A Product Manager’s Guide to Crafting a Career Vision

Career fulfilment encompasses more than climbing the proverbial career ladder. For Product Management, context plays a significant role. The kind of products you work on and the size of the organization both have a significant impact.

“Organization size and type of product also play a large role. Some people are highly technical, they love to get their hands on JSON files, define APIs and system SLAs/SLOs, but for others, they couldn't imagine anything duller. Rather, they’d prefer to spend time in Figma, playing with designs and sketching on a notepad. They nerd out on brand style guides and interaction design – perhaps you are somewhere in the middle.” – APP

Therefore effective career planning and career visioning requires taking in more dimensions than simply the next role title – say you want to move from a PM to a Senior PM, in what organization size? In a startup? What about the type of product? A technical product or a customer-facing one? What about B2B vs B2C? Does it matter to you?

Step 1: Reflection

The first step is reflecting on your career to date as well as yourself. What are the things that you are good at, enjoy doing? What are the types of work environments you like/dislike? Where would you like to go next?

Some example questions you may ask yourself:

Personal questions

  • Project 5 to 10 years in the future, where would you like to be?
  • What are some of the aspects of your job that you enjoy doing?
  • What are the things which are important to you personally? Work-life balance, etc?
  • What activities do you do in your spare time that make you happy?
  • What are your strengths?
  • What do people often ask your help for?
  • What / who inspires you?
  • Who are some people that you admire? What about them do you admire? What is it about their careers that attract you to them? Are there aspects of their careers/them that you’d like to incorporate in your vision?
  • What aspects of your job / where you work makes you angry, frustrated?
  • What issues/topics are you passionate about?
  • What are your personal values?

Organization size questions

  • In the past have you worked in stable vs uncertain environments? How did they make you feel? Did one feel more comfortable than the other?

  • Think of a time when you worked in a fast pace environment, how did that feel? Did you feel ‘at home' or uncomfortable?

  • How important is a high salary to you? Do you have a mortgage, dependants, etc that require a certain benchmark?

  • In your current or previous roles, do you regularly lean on peers around you to bounce ideas off and brainstorm with?

  • Do you prefer to work alone, independently? Seldom asking for help from your peers or management?

  • Do you prefer to have clarity on your role and defined boundaries?

Role-specific questions

  • Do you enjoy being the sole owner of a product or comfortable working in a larger product team?

  • What skills are you missing or want to learn?

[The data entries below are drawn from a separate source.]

impl RepositorySession {
    /// Clones the remote and checks out the source branch, creating it when
    /// it does not exist yet.
    ///
    /// # Errors
    ///
    /// Fails if the clone or branch checkout fails, if `cancel` fires, or if
    /// the clone takes longer than the configured clone timeout.
    pub async fn open(
        config: SessionConfig,
        cancel: &CancellationToken,
    ) -> Result<Self, SessionError> {
        let workdir = tempfile::Builder::new()
            .prefix("sealedsecret-")
            .tempdir()
            .map_err(|e| SessionError::io(std::env::temp_dir(), e))?;

        apply_transport_timeout(config.clone_timeout().min(config.sync_timeout()))?;

        info!("Cloning {} into {:?}", config.url(), workdir.path());

        let path = workdir.path().to_path_buf();
        let clone_config = config.clone();
        let repo = run_blocking("clone", config.clone_timeout(), cancel, move |token| {
            checkpoint(token, "clone")?;
            let repo = clone_blocking(&clone_config, &path, token)?;
            materialize_branch(&repo, &clone_config)?;
            Ok(repo)
        })
        .await?;

        info!(
            "Session ready on branch {} of {}",
            config.source_branch(),
            config.url()
        );

        Ok(Self {
            inner: Arc::new(SessionInner {
                config,
                repo: Arc::new(Mutex::new(repo)),
                state: SyncState::new(),
                workdir,
            }),
        })
    }

    /// Writes `content` to `path`, commits and publishes it.
    ///
    /// Existing content at `path` is replaced. On a fetch or push failure the
    /// local commit is kept and goes out with the next successful mutation.
    pub async fn publish(
        &self,
        path: &str,
        content: impl Into<Vec<u8>>,
        cancel: &CancellationToken,
    ) -> Result<CommitInfo, SessionError> {
        let rel = validate_path(path)?;
        let content = content.into();

        let result = self
            .mutate("publish", cancel, move |repo, inner, token| {
                checkpoint(token, "publish")?;

                write_atomic(&inner.workdir.path().join(&rel), &content)?;
                let mut index = repo.index().map_err(|e| SessionError::git("stage", e))?;
                index
                    .add_path(&rel)
                    .and_then(|()| index.write())
                    .map_err(|e| SessionError::git("stage", e))?;

                let info = commit(repo, &inner.config, "created", &rel)?;
                inner.state.record_commit();

                RemoteSynchronizer::new(repo, &inner.config, token, "publish")
                    .reconcile(inner.config.publish_policy())?;
                Ok(info)
            })
            .await;

        self.track("publish", path, &result);
        result
    }

    /// Returns the content of `path` in the working tree.
    ///
    /// A directory, or a path running through a file, is not found. Does not
    /// take the session lock and does not contact the remote.
    pub async fn read(&self, path: &str) -> Result<Vec<u8>, SessionError> {
        let rel = validate_path(path)?;
        let inner = Arc::clone(&self.inner);

        tokio::task::spawn_blocking(move || {
            let full = inner.workdir.path().join(&rel);
            match std::fs::read(&full) {
                Ok(bytes) => Ok(bytes),
                Err(e) if is_missing_file(&full, &e) => Err(SessionError::not_found(rel)),
                Err(e) => Err(SessionError::io(full, e)),
            }
        })
        .await
        .map_err(|e| SessionError::Task {
            operation: "read",
            message: e.to_string(),
        })?
    }

    /// Removes `path`, commits and publishes the removal.
    ///
    /// Fails with [`SessionError::NotFound`] when `path` is not tracked.
    pub async fn delete(
        &self,
        path: &str,
        cancel: &CancellationToken,
    ) -> Result<CommitInfo, SessionError> {
        let rel = validate_path(path)?;

        let result = self
            .mutate("delete", cancel, move |repo, inner, token| {
                checkpoint(token, "delete")?;

                let mut index = repo.index().map_err(|e| SessionError::git("stage", e))?;
                if index.get_path(&rel, 0).is_none() {
                    return Err(SessionError::not_found(rel));
                }
                index
                    .remove_path(&rel)
                    .and_then(|()| index.write())
                    .map_err(|e| SessionError::git("stage", e))?;

                let full = inner.workdir.path().join(&rel);
                match std::fs::remove_file(&full) {
                    Ok(()) => {},
                    Err(e) if e.kind() == std::io::ErrorKind::NotFound => {},
                    Err(e) => return Err(SessionError::io(full, e)),
                }

                let info = commit(repo, &inner.config, "deleted", &rel)?;
                inner.state.record_commit();

                RemoteSynchronizer::new(repo, &inner.config, token, "delete")
                    .reconcile(inner.config.delete_policy())?;
                Ok(info)
            })
            .await;

        self.track("delete", path, &result);
        result
    }

    /// Returns the id of the commit the source branch points at, or `None`
    /// while the branch has no commits.
    pub async fn head_commit(&self) -> Result<Option<String>, SessionError> {
        let repo = self.inner.repo.lock().await;
        Ok(resolve_head(&repo)?.map(|commit| commit.id().to_string()))
    }

    /// Returns the session configuration.
    pub fn config(&self) -> &SessionConfig {
        &self.inner.config
    }

    /// Returns the repository URL.
    pub fn url(&self) -> &str {
        self.inner.config.url()
    }

    /// Returns the branch this session writes to.
    pub fn source_branch(&self) -> &BranchName {
        self.inner.config.source_branch()
    }

    /// Returns the branch review requests target.
    pub fn target_branch(&self) -> &BranchName {
        self.inner.config.target_branch()
    }

    /// Returns the publication state.
    pub fn sync_state(&self) -> &SyncState {
        &self.inner.state
    }

    /// Takes the session lock, then runs `f` on the blocking pool under the
    /// sync timeout. Waiting for the lock is cancellable but not timed.
    ///
    /// A task that outlives [`RELEASE_GRACE`] after a timeout or cancel keeps
    /// the lock until libgit2 returns, at the latest when its socket timeout
    /// fires.
    async fn mutate<T, F>(
        &self,
        operation: &'static str,
        cancel: &CancellationToken,
        f: F,
    ) -> Result<T, SessionError>
    where
        T: Send + 'static,
        F: FnOnce(&Repository, &SessionInner, &CancellationToken) -> Result<T, SessionError>
            + Send
            + 'static,
    {
        let repo = tokio::select! {
            biased;
            _ = cancel.cancelled() => return Err(SessionError::Cancelled { operation }),
            guard = Arc::clone(&self.inner.repo).lock_owned() => guard,
        };

        let inner = Arc::clone(&self.inner);
        let timeout = inner.config.sync_timeout();
        run_blocking(operation, timeout, cancel, move |token| {
            f(&repo, &inner, token)
        })
        .await
    }

    fn track(&self, operation: &str, path: &str, result: &Result<CommitInfo, SessionError>) {
        match result {
            Ok(info) => {
                info!("{} {} as {}", operation, path, info.id);
                self.inner.state.record_success(&info.id);
            },
            Err(e) if e.is_not_found() => {},
            Err(e) => {
                warn!("{} {} failed: {}", operation, path, e);
                self.inner.state.record_failure(e.to_string());
            },
        }
    }
}

impl fmt::Debug for RepositorySession {
    fn fmt(&self, f: &mut fmt::Formatter<'_>) -> fmt::Result {
        f.debug_struct("RepositorySession")
            .field("url", &self.inner.config.url())
            .field("source_branch", &self.inner.config.source_branch())
            .field("workdir", &self.inner.workdir.path())
            .finish()
    }
}

/// Runs `f` on the blocking pool.
///
/// `f` receives a child of `cancel`. When `timeout` elapses or `cancel`
/// fires, the child is cancelled and the task gets [`RELEASE_GRACE`] to
/// return, so anything `f` holds (the session lock in particular) is
/// normally released before the error is returned. A task stuck inside
/// libgit2 is left to finish on its own.
async fn run_blocking<T, F>(
    operation: &'static str,
    timeout: Duration,
    cancel: &CancellationToken,
    f: F,
) -> Result<T, SessionError>
where
    T: Send + 'static,
    F: FnOnce(&CancellationToken) -> Result<T, SessionError> + Send + 'static,
{
    let token = cancel.child_token();
    let task_token = token.clone();
    let mut task = tokio::task::spawn_blocking(move || f(&task_token));

    let stopped = tokio::select! {
        joined = &mut task => return flatten(operation, joined),
        _ = cancel.cancelled() => SessionError::Cancelled { operation },
        _ = tokio::time::sleep(timeout) => {
            warn!("{} exceeded {:?}, cancelling", operation, timeout);
            SessionError::Timeout {
                operation,
                seconds: timeout.as_secs(),
            }
        },
    };
    token.cancel();

    match tokio::time::timeout(RELEASE_GRACE, &mut task).await {
        Ok(joined) => match flatten(operation, joined) {
            Err(SessionError::Cancelled { .. }) => Err(stopped),
            other => other,
        },
        Err(_) => {
            warn!(
                "{} still running {:?} after it was stopped, detaching",
                operation, RELEASE_GRACE
            );
            Err(stopped)
        },
    }
}

fn flatten<T>(
    operation: &'static str,
    joined: Result<Result<T, SessionError>, tokio::task::JoinError>,
) -> Result<T, SessionError> {
    joined.map_err(|e| SessionError::Task {
        operation,
        message: e.to_string(),
    })?
}

fn is_missing_file(full: &Path, err: &std::io::Error) -> bool {
    use std::io::ErrorKind;

    matches!(
        err.kind(),
        ErrorKind::NotFound | ErrorKind::IsADirectory | ErrorKind::NotADirectory
    ) || full.is_dir()
}

fn checkpoint(cancel: &CancellationToken, operation: &'static str) -> Result<(), SessionError> {
    if cancel.is_cancelled() {
        return Err(SessionError::Cancelled { operation });
    }
    Ok(())
}

fn clone_blocking(
    config: &SessionConfig,
    path: &Path,
    cancel: &CancellationToken,
) -> Result<Repository, SessionError> {
    let remote_name = config.remote_name();
    let mut builder = RepoBuilder::new();
    builder.fetch_options(clone_fetch_options(config, cancel));
    builder.remote_create(move |repo, _name, url| repo.remote(remote_name, url));

    builder.clone(config.url(), path).map_err(|e| {
        if cancel.is_cancelled() {
            SessionError::Cancelled { operation: "clone" }
        } else {
            SessionError::Clone {
                url: config.url().to_string(),
                message: e.message().to_string(),
            }
        }
    })
}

  • What are the things at work that you've noticed you were doing and time just flew by?

  • Are you passionate about the craft of product or do you wish to move into people leadership?

  • Is there a part of the product lifecycle you prefer? Or a part you would like to get more exposure in?

  • What aspects of your current job do you enjoy? Which parts give you a real buzz?

  • What aspects of your current job do you not enjoy? Perhaps you constantly procrastinate doing?

Step 2: Crafting your career vision

Take a walk into the future

Imagine it's 5-10 years from now, you've been successful in your career – what does that look like? Tell a story about your career. Remember to leverage the reflective questions above. Use your answers to form the basis of your story, jot them down and fill in the gaps. This should make forming your walk into the future much easier.

e.g. It’s 2030 and it’s a Monday morning. My alarm rings at 7:30am, time to rally the kids and drop them off at school. Work-life-balance is important to me and my current role provides me with many flexible options from working hours which suit me to working remotely. After a morning with the kids it’s 9:30am and it’s time to start the day. Mondays are my fully-remote days. Today I decide to spend the morning working from my local cafe – they do a great coffee there!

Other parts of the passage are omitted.